Pour gagner du temps et donner l’impression qu’il est prêt à négocier, le gouvernement Trudeau accepte que le manifeste du FLQ soit diffusé. Il est lu à Radio-Canada le 8 octobre : « Travailleurs du Québec, commencez dès aujourd’hui à reprendre ce qui vous appartient; prenez vous-mêmes ce qui est à vous. […] Faites vous-mêmes votre révolution dans vos quartiers, dans vos milieux de travail. »

Parallèlement, les membres de la cellule Chénier, Francis Simard, Bernard Lortie et les frères Jacques et Paul Rose se préparent à venir en aide à la cellule Libération. Le 10 octobre, le ministre québécois de la Justice Jérôme Choquette annonce qu’il refuse d’accéder aux demandes de la cellule Libération. Devant ce refus, la cellule Chénier kidnappe le ministre « du Chômage et de l’Assimilation des Québécois », Pierre Laporte.

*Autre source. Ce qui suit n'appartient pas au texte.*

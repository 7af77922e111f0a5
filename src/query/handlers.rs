// region:    --- Imports
use super::queries;
use crate::auction::{Auction, NewAuction, SaleType};
use crate::bidding::Bid;
use crate::category::{Category, CategoryInput};
use crate::database::DatabaseManager;
use crate::profile::{Profile, Role};
use sqlx::types::Json;
use sqlx::Error as SqlxError;
use tracing::info;

// endregion: --- Imports

// region:    --- Auction Queries

/// 모든 경매 조회
pub async fn get_all_auctions(db_manager: &DatabaseManager) -> Result<Vec<Auction>, SqlxError> {
    info!("{:<12} --> 모든 경매 조회", "Query");
    db_manager
        .transaction(|tx| {
            Box::pin(async move {
                sqlx::query_as::<_, Auction>(queries::GET_ALL_AUCTIONS)
                    .fetch_all(&mut **tx)
                    .await
            })
        })
        .await
}

/// 경매 조회
pub async fn get_auction(
    db_manager: &DatabaseManager,
    auction_id: i64,
) -> Result<Option<Auction>, SqlxError> {
    info!("{:<12} --> 경매 조회 id: {}", "Query", auction_id);
    db_manager
        .transaction(|tx| {
            Box::pin(async move {
                sqlx::query_as::<_, Auction>(queries::GET_AUCTION)
                    .bind(auction_id)
                    .fetch_optional(&mut **tx)
                    .await
            })
        })
        .await
}

/// 경매 생성 (승인 대기 상태로 저장)
pub async fn insert_auction(
    db_manager: &DatabaseManager,
    input: NewAuction,
    sale_type: SaleType,
) -> Result<Auction, SqlxError> {
    info!("{:<12} --> 경매 생성: {}", "Query", input.productname);
    db_manager
        .transaction(|tx| {
            Box::pin(async move {
                sqlx::query_as::<_, Auction>(queries::INSERT_AUCTION)
                    .bind(input.productname.trim())
                    .bind(input.auctiontype.as_str())
                    .bind(input.auctionsubtype.map(|s| s.to_ascii_lowercase()))
                    .bind(input.scheduledstart)
                    .bind(Json(input.auctionduration))
                    .bind(input.categoryid)
                    .bind(input.createdby)
                    .bind(input.currency.map(|c| c.trim().to_ascii_uppercase()))
                    .bind(input.startprice)
                    .bind(input.reserveprice)
                    .bind(sale_type.code())
                    .bind(input.buy_now_price)
                    .fetch_one(&mut **tx)
                    .await
            })
        })
        .await
}

/// 경매 승인
pub async fn approve_auction(
    db_manager: &DatabaseManager,
    auction_id: i64,
) -> Result<Option<Auction>, SqlxError> {
    info!("{:<12} --> 경매 승인 id: {}", "Query", auction_id);
    db_manager
        .transaction(|tx| {
            Box::pin(async move {
                sqlx::query_as::<_, Auction>(queries::APPROVE_AUCTION)
                    .bind(auction_id)
                    .fetch_optional(&mut **tx)
                    .await
            })
        })
        .await
}

// endregion: --- Auction Queries

// region:    --- Bid Queries

/// 입찰 조회 (auction_id 가 없으면 전체)
pub async fn get_bids(
    db_manager: &DatabaseManager,
    auction_id: Option<i64>,
) -> Result<Vec<Bid>, SqlxError> {
    info!("{:<12} --> 입찰 조회 auction_id: {:?}", "Query", auction_id);
    db_manager
        .transaction(|tx| {
            Box::pin(async move {
                match auction_id {
                    Some(id) => {
                        sqlx::query_as::<_, Bid>(queries::GET_AUCTION_BIDS)
                            .bind(id)
                            .fetch_all(&mut **tx)
                            .await
                    }
                    None => {
                        sqlx::query_as::<_, Bid>(queries::GET_ALL_BIDS)
                            .fetch_all(&mut **tx)
                            .await
                    }
                }
            })
        })
        .await
}

// endregion: --- Bid Queries

// region:    --- Profile Queries

/// 프로필 조회 (role 이 없으면 전체)
pub async fn get_profiles(
    db_manager: &DatabaseManager,
    role: Option<Role>,
) -> Result<Vec<Profile>, SqlxError> {
    info!("{:<12} --> 프로필 조회 role: {:?}", "Query", role);
    db_manager
        .transaction(|tx| {
            Box::pin(async move {
                match role {
                    Some(role) => {
                        sqlx::query_as::<_, Profile>(queries::GET_PROFILES_BY_ROLE)
                            .bind(role.as_str())
                            .fetch_all(&mut **tx)
                            .await
                    }
                    None => {
                        sqlx::query_as::<_, Profile>(queries::GET_ALL_PROFILES)
                            .fetch_all(&mut **tx)
                            .await
                    }
                }
            })
        })
        .await
}

// endregion: --- Profile Queries

// region:    --- Category Queries

/// 모든 카테고리 조회
pub async fn get_all_categories(db_manager: &DatabaseManager) -> Result<Vec<Category>, SqlxError> {
    info!("{:<12} --> 모든 카테고리 조회", "Query");
    db_manager
        .transaction(|tx| {
            Box::pin(async move {
                sqlx::query_as::<_, Category>(queries::GET_ALL_CATEGORIES)
                    .fetch_all(&mut **tx)
                    .await
            })
        })
        .await
}

/// 카테고리 생성
pub async fn insert_category(
    db_manager: &DatabaseManager,
    input: CategoryInput,
) -> Result<Category, SqlxError> {
    info!("{:<12} --> 카테고리 생성: {}", "Query", input.title);
    db_manager
        .transaction(|tx| {
            Box::pin(async move {
                sqlx::query_as::<_, Category>(queries::INSERT_CATEGORY)
                    .bind(&input.title)
                    .bind(Json(&input.taxonomy))
                    .fetch_one(&mut **tx)
                    .await
            })
        })
        .await
}

/// 카테고리 수정
pub async fn update_category(
    db_manager: &DatabaseManager,
    category_id: i64,
    input: CategoryInput,
) -> Result<Option<Category>, SqlxError> {
    info!("{:<12} --> 카테고리 수정 id: {}", "Query", category_id);
    db_manager
        .transaction(|tx| {
            Box::pin(async move {
                sqlx::query_as::<_, Category>(queries::UPDATE_CATEGORY)
                    .bind(category_id)
                    .bind(&input.title)
                    .bind(Json(&input.taxonomy))
                    .fetch_optional(&mut **tx)
                    .await
            })
        })
        .await
}

/// 카테고리 삭제
pub async fn delete_category(
    db_manager: &DatabaseManager,
    category_id: i64,
) -> Result<bool, SqlxError> {
    info!("{:<12} --> 카테고리 삭제 id: {}", "Query", category_id);
    db_manager
        .transaction(|tx| {
            Box::pin(async move {
                let result = sqlx::query(queries::DELETE_CATEGORY)
                    .bind(category_id)
                    .execute(&mut **tx)
                    .await?;
                Ok(result.rows_affected() > 0)
            })
        })
        .await
}

// endregion: --- Category Queries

Pour un court instant, la stratégie du FLQ semble fonctionner. Charles Gagnon et Pierre Vallières font le tour des milieux étudiants. Le 14, Charles Gagnon s’adresse à une assemblée d’étudiants à l’UQAM, et les appelle à la grève. Le 15, les étudiants de plusieurs cégeps et plusieurs facultés à l’UQAM et à l’UDEM entrent en grève pour demander la libération des prisonniers politiques. En soirée, 3000 personnes se rassemblent au centre Paul Sauvé pour entendre Gagnon et Vallières, en plus de Michel Chartrand et l’avocat Robert Lemieux, qui mène les négociations avec le gouvernement. La foule scande « FLQ! FLQ! FLQ! »

Répression

Mais la mobilisation n’ira pas beaucoup plus loin. Le même jour, sous la pression de Trudeau, les négociations sont rompues, et la répression commence. Le gouvernement fédéral répand la propagande ridicule que 3000 terroristes québécois préparent une « insurrection ». L’armée fait son entrée au Québec à 13 h, avec 8000 soldats, concentrés à Montréal. Le cabinet de Pierre Elliott Trudeau met en vigueur la loi des mesures de guerre pendant la nuit. Les libertés civiles sont suspendues. L’État se donne le droit de faire des arrestations et des perquisitions sans mandat, de même que de faire des détentions sans justification d’une durée maximum de 21 jours. À l’aube le 16 octobre, l’armée et la police lancent une vaste opération de répression. Elles effectuent environ 36 000 raids et perquisitions. Environ 500 personnes sont arrêtées ou détenues, sans pouvoir parler à quiconque; 90% seront relâchées sans accusation, et parmi les 10% qui se verront accusées, 95% finiront acquittées ou les procédures seront abandonnées.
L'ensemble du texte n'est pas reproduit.